Le rat du nom de Noir-mat s’avança dans la lumière et remonta d’une secousse une de ses ceintures d’outils. Un grand nombre de rats présents firent soudain attention. On écoutait Pur-Porc parce qu’il était le chef, mais on écoutait Noir-mat parce qu’il disait souvent ce qu’il fallait absolument savoir quand on tenait à la vie.
Il était grand, maigre, coriace et passait le plus clair de son temps à démonter les pièges afin d’en comprendre le mécanisme.
« Qu’est-ce qui t’ennuie, Noir-mat ? demanda Pistou.
— Il n’y a pas de rats ici. En dehors de nous. Des tunnels de rats, oui. Mais on n’a pas vu de rats. Aucun. Dans un bourg pareil, ils devraient pulluler.
— Oh, ils ont sans doute peur de nous », dit Pêches.
Noir-mat tapota le côté de son museau balafré. « Peut-être, fit-il. Mais ça ne sent pas comme ça devrait. Penser, c’est une belle invention, mais on nous a donné un nez, et c’est payant de l’écouter. Redoublez de prudence ! » Il se tourna vers les autres rats et haussa la voix. « D’accord, vous tous ! Vous connaissez la marche à suivre ! cria-t-il. Devant moi en pelotons, exécution ! »
Il ne fallut pas longtemps aux rats pour former trois groupes. Ils s’étaient beaucoup entraînés.
« Bravo, dit Noir-mat tandis que les derniers prenaient leur place dans des frottements de pattes. Bien ! On est en zone difficile, les gars, alors prudence…»
Noir-mat était un rat qui sortait de l’ordinaire ; il portait en effet des objets sur lui.

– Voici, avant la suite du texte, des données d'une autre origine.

use reqwest::Client;
use serde_json::Value;
use std::time::Duration;
use thiserror::Error;

use crate::models::{Coordinate, PlaceDetails};

/// Errors that can occur when looking up place context
#[derive(Debug, Error)]
pub enum PlaceLookupError {
    #[error("HTTP request failed: {0}")]
    RequestError(#[from] reqwest::Error),

    #[error("API returned error: {0}")]
    ApiError(String),

    #[error("Invalid response format: {0}")]
    InvalidResponse(String),
}

/// Address keys tried in order when naming the city
const CITY_KEYS: [&str; 4] = ["city", "town", "village", "suburb"];

/// Address keys tried in order when naming the country
const COUNTRY_KEYS: [&str; 3] = ["country", "state", "county"];

/// Endpoints and identity for [`PlaceLookup`]
#[derive(Debug, Clone)]
pub struct PlaceLookupOptions {
    pub nominatim_endpoint: String,
    pub wikipedia_endpoint: String,
    pub user_agent: String,
    pub timeout: Duration,
}

impl Default for PlaceLookupOptions {
    fn default() -> Self {
        Self {
            nominatim_endpoint: "https://nominatim.openstreetmap.org".to_string(),
            wikipedia_endpoint: "https://en.wikipedia.org".to_string(),
            user_agent: "landmarker".to_string(),
            timeout: Duration::from_secs(5),
        }
    }
}

/// Reverse geocoding (Nominatim) and Wikipedia search
///
/// Used to decorate markers with a city, a country and a reading link.
pub struct PlaceLookup {
    nominatim_url: String,
    wikipedia_url: String,
    client: Client,
}

impl PlaceLookup {
    pub fn new(options: PlaceLookupOptions) -> Result<Self, reqwest::Error> {
        let client = Client::builder()
            .timeout(options.timeout)
            .user_agent(options.user_agent)
            .build()?;

        Ok(Self {
            nominatim_url: options.nominatim_endpoint.trim_end_matches('/').to_string(),
            wikipedia_url: options.wikipedia_endpoint.trim_end_matches('/').to_string(),
            client,
        })
    }

    /// Look up the city and country for a coordinate
    pub async fn reverse(
        &self,
        coordinate: Coordinate,
    ) -> Result<(Option<String>, Option<String>), PlaceLookupError> {
        let url = format!("{}/reverse", self.nominatim_url);

        let response = self
            .client
            .get(&url)
            .query(&[
                ("format", "jsonv2".to_string()),
                ("lat", coordinate.latitude.to_string()),
                ("lon", coordinate.longitude.to_string()),
            ])
            .send()
            .await?;

        if !response.status().is_success() {
            return Err(PlaceLookupError::ApiError(format!(
                "Reverse geocoding failed: {}",
                response.status()
            )));
        }

        let json: Value = response.json().await?;

        let address = json
            .get("address")
            .ok_or_else(|| PlaceLookupError::InvalidResponse("Missing address object".into()))?;

        Ok((first_of(address, &CITY_KEYS), first_of(address, &COUNTRY_KEYS)))
    }

    /// Find the Wikipedia article that best matches a landmark name
    pub async fn wikipedia_page(&self, landmark: &str) -> Result<Option<String>, PlaceLookupError> {
        let url = format!("{}/w/api.php", self.wikipedia_url);

        let response = self
            .client
            .get(&url)
            .query(&[
                ("action", "query"),
                ("format", "json"),
                ("list", "search"),
                ("srsearch", landmark),
            ])
            .send()
            .await?;

        if !response.status().is_success() {
            return Err(PlaceLookupError::ApiError(format!(
                "Wikipedia search failed: {}",
                response.status()
            )));
        }

        let json: Value = response.json().await?;

        let results = json
            .pointer("/query/search")
            .and_then(|s| s.as_array())
            .ok_or_else(|| PlaceLookupError::InvalidResponse("Missing query.search array".into()))?;

        Ok(results
            .first()
            .and_then(|hit| hit.get("title"))
            .and_then(|t| t.as_str())
            .map(|title| {
                format!(
                    "{}/wiki/{}",
                    self.wikipedia_url,
                    urlencoding::encode(&title.replace(' ', "_"))
                )
            }))
    }

    /// Gather place details for a landmark, tolerating failures
    ///
    /// A failed lookup leaves the corresponding fields empty.
    pub async fn details(&self, name: &str, coordinate: Coordinate) -> PlaceDetails {
        let (location, page) = tokio::join!(self.reverse(coordinate), self.wikipedia_page(name));

        let (city, country) = location.unwrap_or_else(|e| {
            tracing::warn!("Reverse geocoding failed for {}: {}", name, e);
            (None, None)
        });

        let wikipedia_url = page.unwrap_or_else(|e| {
            tracing::warn!("Wikipedia lookup failed for {}: {}", name, e);
            None
        });

        PlaceDetails {
            city,
            country,
            wikipedia_url,
        }
    }
}

fn first_of(address: &Value, keys: &[&str]) -> Option<String> {
    keys.iter()
        .find_map(|key| address.get(*key).and_then(|v| v.as_str()))
        .map(str::to_string)
}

Lorsque les rats avaient découvert les livres – et la seule idée de livre restait difficile à assimiler pour la plupart des plus âgés –, ils étaient tombés, dans la librairie qu’ils investissaient toutes les nuits, sur le livre.
Un livre stupéfiant.
Même avant que Pêches et Langues-de-Chat aient appris à lire les mots humains, les illustrations les avaient stupéfiés.